Por um instante pensei que, como qualquer bêbado, ele estivesse sendo desajeitado ao falar comigo porque sua mão roçava na minha virilha, mas percebi que aos poucos ele estava ficando mais consciente.
Eu estava gostando do que estava acontecendo, mas como estava ficando tarde, provavelmente era hora de fechar. Ele ficou até eu me desligar completamente, e então chegou a hora de eu dizer que era hora de ir embora. Olhando para mim, ele disse: "Você quer que eu vá embora?", enquanto sua mão acariciava minha virilha, percebendo que meu pau tinha ficado duro.
Eu não sabia o que fazer, não respondi, e ele interpretou isso como um convite para ficar, então se aproveitou da minha hesitação para seu próprio prazer…
Ele se aproximou, apoiou os braços no balcão, bem ao meu lado. Não disse nada. Apenas me olhou. Seus olhos estavam claros, um pouco embaçados pelo álcool, mas fixos em mim. Abaixou a mão novamente, desta vez abertamente. Agarrou meu pênis por cima da calça e apertou levemente. Fechei os olhos. Estava tão duro que doía.
"Você está muito excitado", disse ele, com a voz rouca. "Há quanto tempo você não transa?"
Eu não respondi. Não consegui.
Então ele abriu o zíper da calça. Tirou o pênis para fora. Era grande. Grosso, com pele morena, glande bem definida. E começou a se masturbar ali mesmo no banco, me encarando. O som da mão dele se movendo na penumbra do bar, o cheiro de álcool, e ele.

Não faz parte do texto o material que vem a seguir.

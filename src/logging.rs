use tracing_appender::rolling::{RollingFileAppender, Rotation};
use tracing_subscriber::{layer::SubscriberExt, util::SubscriberInitExt, EnvFilter};

/// Initialize logging to both console and file
/// Log files are created in ./logs directory with daily rotation
pub fn init_logging() {
    std::fs::create_dir_all("./logs").expect("Failed to create logs directory");

    let file_appender = RollingFileAppender::new(Rotation::DAILY, "./logs", "zdte-analyzer.log");

    tracing_subscriber::registry()
        .with(
            // Console output
            tracing_subscriber::fmt::layer()
                .with_target(true)
                .with_ansi(true),
        )
        .with(
            // File output with JSON formatting
            tracing_subscriber::fmt::layer()
                .with_writer(file_appender)
                .with_target(true)
                .with_ansi(false)
                .json(),
        )
        .with(
            // Set via RUST_LOG env var, default to info
            EnvFilter::try_from_default_env().unwrap_or_else(|_| EnvFilter::new("info")),
        )
        .init();
}
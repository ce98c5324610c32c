use crate::config;
use crate::models::{OptionContract, OptionSide};
use serde::{Deserialize, Serialize};

/// Bounds for spread enumeration.
#[derive(Debug, Clone, Serialize, Deserialize)]
pub struct SpreadConfig {
    /// Minimum strike distance between legs (dollars)
    pub min_width: f64,
    /// Maximum strike distance between legs (dollars)
    pub max_width: f64,
    /// Minimum net credit to keep a pair (dollars)
    pub min_credit: f64,
}

impl Default for SpreadConfig {
    fn default() -> Self {
        Self {
            min_width: config::MIN_SPREAD_WIDTH,
            max_width: config::MAX_SPREAD_WIDTH,
            min_credit: config::MIN_CREDIT,
        }
    }
}

impl SpreadConfig {
    pub fn from_env() -> Self {
        let defaults = Self::default();
        Self {
            min_width: env_f64("ZDTE_MIN_WIDTH").unwrap_or(defaults.min_width),
            max_width: env_f64("ZDTE_MAX_WIDTH").unwrap_or(defaults.max_width),
            min_credit: env_f64("ZDTE_MIN_CREDIT").unwrap_or(defaults.min_credit),
        }
    }
}

fn env_f64(var: &str) -> Option<f64> {
    std::env::var(var)
        .ok()
        .and_then(|v| v.parse::<f64>().ok())
        .filter(|v| *v >= 0.0)
}

/// One leg of a vertical spread, snapshotted from the source contract.
#[derive(Debug, Clone, Serialize, Deserialize)]
pub struct SpreadLeg {
    pub strike: f64,
    pub bid: f64,
    pub ask: f64,
    pub delta: Option<f64>,
}

impl SpreadLeg {
    fn from_contract(contract: &OptionContract) -> Self {
        Self {
            strike: contract.strike,
            bid: contract.bid,
            ask: contract.ask,
            delta: contract.delta,
        }
    }
}

/// A two-leg vertical credit spread with its full economics.
///
/// Per-contract dollar figures use the standard 100 multiplier.
#[derive(Debug, Clone, Serialize, Deserialize)]
pub struct SpreadCandidate {
    pub symbol: String,
    pub side: OptionSide,
    pub expiration: String,
    pub short_leg: SpreadLeg,
    pub long_leg: SpreadLeg,
    pub width: f64,
    pub credit: f64,
    pub max_profit: f64,
    pub max_loss: f64,
    pub break_even: f64,
    pub risk_reward: f64,
    /// Percent chance the short leg expires worthless, from its delta
    pub probability_of_profit: Option<f64>,
    pub underlying_price: f64,
}

/// Enumerate vertical credit spreads for one side of a chain.
///
/// Contracts are filtered to the requested side and sorted ascending by
/// strike, then every strike pair is examined. Calls sell the lower strike
/// and buy the higher; puts invert the convention. Pairs outside the width
/// bounds or below the minimum credit are discarded. Output is sorted
/// descending by risk/reward and is deterministic for identical input.
pub fn enumerate(
    contracts: &[&OptionContract],
    side: OptionSide,
    spot: f64,
    config: &SpreadConfig,
) -> Vec<SpreadCandidate> {
    let mut legs: Vec<&OptionContract> = contracts
        .iter()
        .filter(|c| c.side == side)
        .copied()
        .collect();
    legs.sort_by(|a, b| a.strike.partial_cmp(&b.strike).unwrap());

    let mut candidates = Vec::new();

    for i in 0..legs.len() {
        for j in (i + 1)..legs.len() {
            let lower = legs[i];
            let higher = legs[j];

            let width = higher.strike - lower.strike;
            if width < config.min_width || width > config.max_width {
                continue;
            }

            // Calls: sell the lower strike, buy the higher.
            // Puts: sell the higher strike, buy the lower.
            let (short, long) = match side {
                OptionSide::Call => (lower, higher),
                OptionSide::Put => (higher, lower),
            };

            let credit = short.bid - long.ask;
            if credit < config.min_credit {
                continue;
            }

            candidates.push(build_candidate(short, long, width, credit, side, spot));
        }
    }

    candidates.sort_by(|a, b| b.risk_reward.partial_cmp(&a.risk_reward).unwrap());
    candidates
}

fn build_candidate(
    short: &OptionContract,
    long: &OptionContract,
    width: f64,
    credit: f64,
    side: OptionSide,
    spot: f64,
) -> SpreadCandidate {
    let max_profit = credit * 100.0;
    let max_loss = (width - credit) * 100.0;

    let risk_reward = if max_loss > 0.0 {
        max_profit / max_loss
    } else {
        0.0
    };

    let break_even = match side {
        OptionSide::Call => short.strike + credit,
        OptionSide::Put => short.strike - credit,
    };

    let probability_of_profit = short.delta.map(|d| (1.0 - d.abs()) * 100.0);

    SpreadCandidate {
        symbol: short.symbol.clone(),
        side,
        expiration: short.expiration.clone(),
        short_leg: SpreadLeg::from_contract(short),
        long_leg: SpreadLeg::from_contract(long),
        width,
        credit,
        max_profit,
        max_loss,
        break_even,
        risk_reward,
        probability_of_profit,
        underlying_price: spot,
    }
}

Eu também tirei o meu para fora. Ambos com os pênis eretos, a cerca de meio metro de distância um do outro. Ele se moveu lentamente, e eu também. Não falamos nada. Apenas nos olhamos, nos masturbando.
Ele se inclinou para mim. Segurou a minha nuca e me beijou. Foi um beijo rápido, cheio de língua, com gosto de uísque. Então, sem interromper o beijo, deslizou a mão livre por trás da minha cintura, para dentro da minha calça, e enfiou um dedo no meu ânus. Senti como se estivesse sendo rasgado. Uma dor aguda que se transformou em outra coisa. Em algo quente, profundo. Gemei contra a boca dele. Ele moveu o dedo dentro de mim, lentamente, e eu continuei me masturbando, cada vez mais rápido.
Gozei como nunca antes. Senti o leite jorrar, manchando minha mão e minhas calças. Ele também gozou, com um gemido curto, molhando meu braço. Ficamos ali deitados, ofegantes, com nossos pênis ainda para fora.
Mas aí, quando o prazer passou, fiquei com medo. Um frio na espinha percorreu meu corpo. Que diabos eu estava fazendo? Eu tenho namorada. Eu tenho uma vida. Isso não sou eu. Me limpei rapidamente com um pano e subi as calças.
"Você tem que ir embora", eu disse a ele, e minha voz soou ríspida.
Ele olhou para mim, com os olhos ainda vidrados, e riu. "Você se assustou tão rápido assim?"
Vá embora você", repeti, agora com mais firmeza.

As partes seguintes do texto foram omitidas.